General principles of antiepileptic drug (AED) therapy are reviewed, current issues involving the use and monitoring of AEDs are examined, promising investigational agents are briefly reviewed, and situations that require potentially difficult decisions about long-term care are discussed. The initial treatment should be monotherapy with a first-line AED for the particular seizure disorder. The usual approach is to maximize seizure control and minimize the adverse effects of AED therapy. Current issues involving the pharmacokinetics, use, and monitoring of the conventional AEDs phenytoin, phenobarbital, primidone, carbamazepine, valproic acid, ethosuximide, benzodiazepines, and acetazolamide are discussed. AED therapy may have adverse effects on behavior and cognition. The risk of teratogenicity with well-monitored AED therapy is probably low, and severe hepatotoxicity is uncommon.
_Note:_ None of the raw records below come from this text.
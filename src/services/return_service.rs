use sea_orm::ActiveValue::NotSet;
use sea_orm::{ActiveModelTrait, ColumnTrait, EntityTrait, QueryFilter, QueryOrder, Set};
use uuid::Uuid;

use crate::{
    audit,
    dto::returns::{CreateReturnRequest, ReturnList},
    entity::returns::{ActiveModel as ReturnActive, Column as ReturnCol, Entity as Returns},
    error::{AppError, AppResult},
    middleware::auth::AuthUser,
    models::{Return, ReturnStatus},
    response::{ApiResponse, Meta},
    state::AppState,
};

/// Files a return request. The referenced order and product are not checked;
/// an admin reviews the request afterwards.
pub async fn create_return(
    state: &AppState,
    user: &AuthUser,
    payload: CreateReturnRequest,
) -> AppResult<ApiResponse<Return>> {
    let reason = payload.reason.trim().to_string();
    if reason.is_empty() {
        return Err(AppError::BadRequest("reason is required".into()));
    }

    let created = ReturnActive {
        id: Set(Uuid::new_v4()),
        user_id: Set(user.user_id),
        order_id: Set(payload.order_id),
        product_id: Set(payload.product_id),
        reason: Set(reason),
        status: Set(ReturnStatus::Pending.as_str().to_string()),
        created_at: NotSet,
    }
    .insert(&state.orm)
    .await?;

    audit::record(
        &state.pool,
        user.user_id,
        "return_create",
        "returns",
        serde_json::json!({ "return_id": created.id, "order_id": created.order_id }),
    )
    .await;

    Ok(ApiResponse::success(
        "Return request created",
        Return::from(created),
        Some(Meta::empty()),
    ))
}

pub async fn list_returns(state: &AppState, user: &AuthUser) -> AppResult<ApiResponse<ReturnList>> {
    let items: Vec<Return> = Returns::find()
        .filter(ReturnCol::UserId.eq(user.user_id))
        .order_by_desc(ReturnCol::CreatedAt)
        .all(&state.orm)
        .await?
        .into_iter()
        .map(Return::from)
        .collect();

    let meta = Meta::count(items.len());
    Ok(ApiResponse::success("Returns", ReturnList { items }, Some(meta)))
}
Because carbamazepine, phenobarbital, phenytoin, and primidone all have enzyme induction properties, a number of clinically important interactions are possible. Issues related to discontinuing AED therapy, serum concentration monitoring, and generic interchange of AED products are addressed. Whether AEDs should be used to prevent recurrent febrile seizures, alcohol withdrawal seizures, or seizures in patients with head trauma or stroke must be considered. The treatment of seizure disorders is a complex process involving identification of the seizure disorder, selection and monitoring of an appropriate AED(s), and consideration of adverse effects and drug interactions. Whether therapy should be discontinued after a prolonged seizure-free period, compliance issues, and whether to treat certain conditions prophylactically also must be considered.